Our gene editing technology integrates various genome manipulation tools to achieve precise modifications in cells or organisms. Utilizing advanced gene editing techniques, we can delete, insert, replace, or rearrange DNA within the genome. CRISPR has become the tool of choice due to its simple design and versatile applications.

Before the advent of CRISPR, genome engineering faced limitations in most mammalian cells, excluding mouse embryonic stem cells. CRISPR has revolutionized this landscape, enabling genome engineering in all mammalian cells and organisms. Initially employed for creating double-strand breaks and gene knockouts, CRISPR's precision, when combined with other genetic manipulation tools, has expanded possibilities. At V-Edit, we bring extensive experience in synergizing CRISPR with other genetic techniques to engineer mammalian genomes.

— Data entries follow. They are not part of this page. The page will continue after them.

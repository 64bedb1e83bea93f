pub mod cli;
pub mod cli_handlers;
pub mod core;
pub mod error;
pub mod graph;
pub mod input;
pub mod models;
pub mod render;
pub mod token;

pub use crate::core::{EquationResolver, build_graph};
pub use error::{LoadError, ResolveError, Result};
pub use graph::{DirectedGraph, TopologicalSort};
pub use models::*;
pub use token::{Token, extract_tokens};
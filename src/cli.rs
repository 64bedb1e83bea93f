use crate::models::UndefinedPolicy;
use clap::{Parser, Subcommand};
use std::path::PathBuf;

#[derive(Parser)]
#[command(name = "eqres")]
#[command(about = "Resolve dependencies between textual equations")]
#[command(version)]
pub struct Cli {
    #[command(subcommand)]
    pub command: Commands,
}

#[derive(Subcommand)]
pub enum Commands {
    /// Expand every equation in a file
    Resolve {
        /// Equation file (`NAME = expr` lines or a JSON object), `-` for stdin
        file: PathBuf,
        /// How to treat variables with no defining equation
        #[arg(long, value_enum, env = "EQRES_UNDEFINED", default_value_t = UndefinedPolicy::Keep)]
        undefined: UndefinedPolicy,
        /// Print the result as a JSON object
        #[arg(long)]
        json: bool,
    },

    /// Print the resolution order
    Order {
        /// Equation file, `-` for stdin
        file: PathBuf,
    },

    /// Print the dependency graph
    Graph {
        /// Equation file, `-` for stdin
        file: PathBuf,
    },

    /// Resolve the built-in sample equation sets
    Demo,
}
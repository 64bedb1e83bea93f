use clap::Parser;
use eqres::cli::{Cli, Commands};
use eqres::cli_handlers;
use std::process;
use tracing_subscriber::EnvFilter;

fn main() {
    tracing_subscriber::fmt()
        .with_env_filter(
            EnvFilter::try_from_default_env().unwrap_or_else(|_| EnvFilter::new("warn")),
        )
        .with_writer(std::io::stderr)
        .init();

    let cli = Cli::parse();

    let result = match cli.command {
        Commands::Resolve {
            file,
            undefined,
            json,
        } => cli_handlers::handle_resolve(&file, undefined, json),
        Commands::Order { file } => cli_handlers::handle_order(&file),
        Commands::Graph { file } => cli_handlers::handle_graph(&file),
        Commands::Demo => cli_handlers::handle_demo(),
    };

    if let Err(e) = result {
        eprintln!("Error: {e:#}");
        process::exit(1);
    }
}
// SPDX-License-Identifier: MPL-2.0
//! Overlay styles for icons drawn over the video.

use crate::ui::design_tokens::palette::WHITE;
use iced::widget::{svg, text};
use iced::{Color, Theme};

/// White SVG glyph faded by `alpha`.
pub fn icon(alpha: f32) -> impl Fn(&Theme, svg::Status) -> svg::Style {
    move |_theme: &Theme, _status: svg::Status| svg::Style {
        color: Some(Color {
            a: alpha.clamp(0.0, 1.0),
            ..WHITE
        }),
    }
}

/// Overlay text (time readout) faded by `alpha`.
pub fn label(alpha: f32) -> impl Fn(&Theme) -> text::Style {
    move |_theme: &Theme| text::Style {
        color: Some(Color {
            a: alpha.clamp(0.0, 1.0),
            ..WHITE
        }),
    }
}
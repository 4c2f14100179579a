// SPDX-License-Identifier: MPL-2.0
//! Overlay sub-component for controls auto-hide and the centre play button.
//!
//! While playing, the controls hide after an idle delay or as soon as the
//! pointer leaves the player. Every re-arm bumps a generation counter and
//! the timer carries the generation it was armed with, so only the most
//! recent timer can hide anything.

use crate::motion::easing::DEFAULT_OVERSHOOT;
use crate::motion::{Animation, Animator, Easing, Property, Target};
use crate::ui::design_tokens::sizing;
use crate::ui::state::IdleTimeout;
use crate::ui::{icons, styles};
use iced::widget::{button, Space};
use iced::{Element, Length};
use std::time::Duration;

/// Controls fade duration.
pub const FADE_MS: u64 = 300;
/// Centre play show/hide duration.
pub const CENTER_PLAY_MS: u64 = 300;
/// Overshoot when the centre play button pops back in.
pub const CENTER_PLAY_OVERSHOOT: f32 = 1.7;
/// Scale of the hidden centre play button.
const CENTER_PLAY_HIDDEN_SCALE: f32 = 0.8;
/// Centre play entrance: starting scale, wait and duration.
const CENTER_PLAY_INTRO_SCALE: f32 = 0.5;
pub const CENTER_PLAY_INTRO_DELAY_MS: u64 = 500;
pub const CENTER_PLAY_INTRO_MS: u64 = 500;

/// Messages for the overlay sub-component.
#[derive(Debug, Clone, Copy, PartialEq, Eq)]
pub enum Message {
    PointerMoved,
    PointerLeft,
    /// An idle timer armed with this generation fired.
    IdleExpired(u64),
    PlaybackChanged(bool),
}

/// Effects produced by overlay state changes.
#[derive(Debug, Clone, Copy, PartialEq, Eq)]
pub enum Effect {
    None,
    /// Schedule `IdleExpired(generation)` after `delay`.
    ArmTimer { generation: u64, delay: Duration },
    /// Hidden controls came back; the timer was re-armed as for `ArmTimer`.
    Revealed { generation: u64, delay: Duration },
    /// Controls were shown (`true`) or hidden.
    ControlsShown(bool),
}

/// Overlay visibility state.
#[derive(Debug, Clone)]
pub struct State {
    timeout: IdleTimeout,
    generation: u64,
    controls_visible: bool,
    center_play_visible: bool,
}

impl Default for State {
    fn default() -> Self {
        Self::new(IdleTimeout::default())
    }
}

impl State {
    #[must_use]
    pub fn new(timeout: IdleTimeout) -> Self {
        Self {
            timeout,
            generation: 0,
            controls_visible: true,
            center_play_visible: true,
        }
    }

    /// Handle an overlay message. `is_playing` gates every auto-hide.
    pub fn handle(&mut self, message: Message, is_playing: bool) -> Effect {
        match message {
            Message::PointerMoved => {
                let was_hidden = !self.controls_visible;
                self.controls_visible = true;
                match self.arm() {
                    Effect::ArmTimer { generation, delay } if was_hidden => {
                        Effect::Revealed { generation, delay }
                    }
                    effect => effect,
                }
            }
            Message::PointerLeft => {
                self.generation += 1;
                if is_playing && self.controls_visible {
                    self.controls_visible = false;
                    return Effect::ControlsShown(false);
                }
                Effect::None
            }
            Message::IdleExpired(generation) => {
                if generation != self.generation || !is_playing || !self.controls_visible {
                    return Effect::None;
                }
                tracing::debug!(generation, "controls hidden after idle delay");
                self.controls_visible = false;
                Effect::ControlsShown(false)
            }
            Message::PlaybackChanged(playing) => {
                self.center_play_visible = !playing;
                if playing {
                    return self.arm();
                }
                // Paused: controls stay up and pending timers are void.
                self.generation += 1;
                if self.controls_visible {
                    Effect::None
                } else {
                    self.controls_visible = true;
                    Effect::ControlsShown(true)
                }
            }
        }
    }

    fn arm(&mut self) -> Effect {
        self.generation += 1;
        Effect::ArmTimer {
            generation: self.generation,
            delay: self.timeout.as_duration(),
        }
    }

    #[must_use]
    pub fn controls_visible(&self) -> bool {
        self.controls_visible
    }

    #[must_use]
    pub fn center_play_visible(&self) -> bool {
        self.center_play_visible
    }

    #[must_use]
    pub fn generation(&self) -> u64 {
        self.generation
    }
}

/// Fades the controls in or out.
#[must_use]
pub fn controls_fade(visible: bool) -> Animation {
    Animation::to(
        Target::ControlsOverlay,
        Property::Opacity,
        if visible { 1.0 } else { 0.0 },
    )
    .over_millis(FADE_MS)
}

/// Shows or hides the centre play button.
#[must_use]
pub fn center_play_motion(visible: bool) -> [Animation; 2] {
    let (scale, opacity, easing) = if visible {
        (1.0, 1.0, Easing::BackOut(CENTER_PLAY_OVERSHOOT))
    } else {
        (CENTER_PLAY_HIDDEN_SCALE, 0.0, Easing::Power2In)
    };
    [
        Animation::to(Target::CenterPlay, Property::Scale, scale)
            .over_millis(CENTER_PLAY_MS)
            .ease(easing),
        Animation::to(Target::CenterPlay, Property::Opacity, opacity)
            .over_millis(CENTER_PLAY_MS)
            .ease(easing),
    ]
}

/// Entrance of the centre play button when the player mounts.
#[must_use]
pub fn center_play_intro() -> [Animation; 2] {
    let easing = Easing::BackOut(DEFAULT_OVERSHOOT);
    [
        Animation::to(Target::CenterPlay, Property::Scale, 1.0)
            .from(CENTER_PLAY_INTRO_SCALE)
            .after_millis(CENTER_PLAY_INTRO_DELAY_MS)
            .over_millis(CENTER_PLAY_INTRO_MS)
            .ease(easing),
        Animation::to(Target::CenterPlay, Property::Opacity, 1.0)
            .from(0.0)
            .after_millis(CENTER_PLAY_INTRO_DELAY_MS)
            .over_millis(CENTER_PLAY_INTRO_MS)
            .ease(easing),
    ]
}

/// Centre play button, or nothing once it has faded out.
///
/// `alpha` multiplies the button's own opacity.
pub fn center_play<'a, M: Clone + 'static>(
    animator: &dyn Animator,
    visible: bool,
    alpha: f32,
    on_press: M,
) -> Element<'a, M> {
    let rest = if visible { 1.0 } else { 0.0 };
    let opacity = animator
        .value(Target::CenterPlay, Property::Opacity)
        .unwrap_or(rest)
        .clamp(0.0, 1.0)
        * alpha.clamp(0.0, 1.0);
    if !visible && opacity <= f32::EPSILON {
        return Space::new().into();
    }
    let scale = animator
        .value(Target::CenterPlay, Property::Scale)
        .unwrap_or(rest)
        .max(0.0);

    let size = sizing::ICON_XXL * scale;
    let mut play = button(icons::sized(icons::play(), size).style(styles::overlay::icon(opacity)))
        .padding(size / 4.0)
        .style(styles::button::center_play(opacity));
    if visible {
        play = play.on_press(on_press);
    }
    play.width(Length::Shrink).into()
}
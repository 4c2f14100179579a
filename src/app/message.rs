// SPDX-License-Identifier: MPL-2.0
//! Top-level messages and runtime flags for the application.

use crate::config::Config;
use crate::ui::player::shell;
use iced::window;

/// Top-level messages consumed by `App::update`.
#[derive(Debug, Clone)]
pub enum Message {
    Player(shell::Message),
    /// The main window opened; fullscreen requests need its id.
    WindowOpened(window::Id),
}

/// Runtime flags passed into the application from the command line.
#[derive(Debug, Default)]
pub struct Flags {
    /// Optional locale override in BCP-47 form (e.g. `en-US`, `fr`).
    pub lang: Option<String>,
    /// Settings already loaded by `main`.
    pub config: Config,
    /// Media location overriding the configured one.
    pub source: Option<String>,
    /// Poster location overriding the configured one.
    pub poster: Option<String>,
}
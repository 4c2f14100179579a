// SPDX-License-Identifier: MPL-2.0
//! Test utilities for float comparisons and other common test helpers.
//!
//! This module re-exports the `approx` crate's assertion macros for float comparison,
//! which properly handle floating-point precision issues that `assert_eq!` cannot.

pub use approx::{assert_abs_diff_eq, assert_relative_eq};

use crate::motion::{Animation, Animator, Property, Target};
use std::time::Instant;

/// Animator that records every request and applies it instantly.
///
/// Lets component tests assert on the motion they asked for without
/// running a frame loop.
#[derive(Debug, Default)]
pub struct RecordingAnimator {
    pub requests: Vec<Animation>,
}

impl RecordingAnimator {
    /// Last destination requested for a target property.
    #[must_use]
    pub fn last_to(&self, target: Target, property: Property) -> Option<f32> {
        self.requests
            .iter()
            .rev()
            .find(|a| a.target == target && a.property == property)
            .map(|a| a.to)
    }
}

impl Animator for RecordingAnimator {
    fn animate(&mut self, animation: Animation) {
        self.requests.push(animation);
    }

    fn value(&self, target: Target, property: Property) -> Option<f32> {
        self.last_to(target, property)
    }

    fn tick(&mut self, _now: Instant) {}

    fn is_animating(&self) -> bool {
        false
    }
}
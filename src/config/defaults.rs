// SPDX-License-Identifier: MPL-2.0
//! Centralized default values for all configuration constants.
//!
//! This module serves as the single source of truth for default values
//! used across the player. Constants are organized by category.

// ==========================================================================
// Idle-hide Defaults
// ==========================================================================

/// Default inactivity delay before the controls overlay hides (in seconds).
pub const DEFAULT_IDLE_HIDE_SECS: u32 = 3;

/// Minimum idle-hide delay (in seconds).
pub const MIN_IDLE_HIDE_SECS: u32 = 1;

/// Maximum idle-hide delay (in seconds).
pub const MAX_IDLE_HIDE_SECS: u32 = 30;

// ==========================================================================
// Volume Defaults
// ==========================================================================

/// Volume applied when the player mounts (0.0 to 1.0).
pub const DEFAULT_VOLUME: f32 = 1.0;

/// Minimum volume level.
pub const MIN_VOLUME: f32 = 0.0;

/// Maximum volume level.
pub const MAX_VOLUME: f32 = 1.0;

/// Boundary between the "low" and "high" speaker glyphs.
pub const VOLUME_HIGH_THRESHOLD: f32 = 0.5;

/// Step of the volume slider.
pub const VOLUME_SLIDER_STEP: f32 = 0.01;

// ==========================================================================
// Media Defaults
// ==========================================================================

/// Source played when neither the CLI nor the config names one.
pub const DEFAULT_SOURCE: &str =
    "https://commondatastorage.googleapis.com/gtv-videos-bucket/sample/BigBuckBunny.mp4";

/// Poster shown before the first frame.
pub const DEFAULT_POSTER: &str =
    "https://commondatastorage.googleapis.com/gtv-videos-bucket/sample/images/BigBuckBunny.jpg";

/// Duration reported by the native stand-in element (Big Buck Bunny).
pub const DEFAULT_PREVIEW_DURATION_SECS: f64 = 596.5;

/// Cadence of time-advanced notifications, matching the browser's
/// `timeupdate` rate.
pub const TIME_UPDATE_INTERVAL_MS: u64 = 250;

#[cfg(test)]
mod tests {
    use super::*;

    #[test]
    fn idle_hide_default_within_bounds() {
        assert!(DEFAULT_IDLE_HIDE_SECS >= MIN_IDLE_HIDE_SECS);
        assert!(DEFAULT_IDLE_HIDE_SECS <= MAX_IDLE_HIDE_SECS);
    }

    #[test]
    fn volume_default_within_bounds() {
        assert!((MIN_VOLUME..=MAX_VOLUME).contains(&DEFAULT_VOLUME));
        assert!((MIN_VOLUME..=MAX_VOLUME).contains(&VOLUME_HIGH_THRESHOLD));
    }

    #[test]
    fn preview_duration_is_positive() {
        assert!(DEFAULT_PREVIEW_DURATION_SECS > 0.0);
    }
}
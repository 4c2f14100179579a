// SPDX-License-Identifier: MPL-2.0
//! Event subscriptions for the application.

use super::Message;
use crate::ui::player::PlayerShell;
use iced::{window, Subscription};

/// Player subscriptions plus the window-open stream.
///
/// The player's set changes with its state: media notifications while an
/// element is attached, pointer capture during a seek drag, frames while
/// anything animates.
pub fn create(shell: &PlayerShell) -> Subscription<Message> {
    Subscription::batch([
        shell.subscription().map(Message::Player),
        window::open_events().map(Message::WindowOpened),
    ])
}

Whether you aim to knockout, edit, or correct genes, insert or delete specific sequences, or undertake more complex manipulations like creating translocations, V-Edit provides end-to-end solutions. Our in-house Gibson assembly pipeline empowers us to efficiently create complex DNA constructs for precise gene editing. Integrated with highly efficient transfection methods and intuitive screening assays, our gene editing strategies are customized for each project, ensuring not only high efficiency but also easy detection of the desired editing events.

 

The comprehensive gene editing strategy employed by V-Edit makes our service unique, efficient, reliable, and adds significant value to your gene editing projects.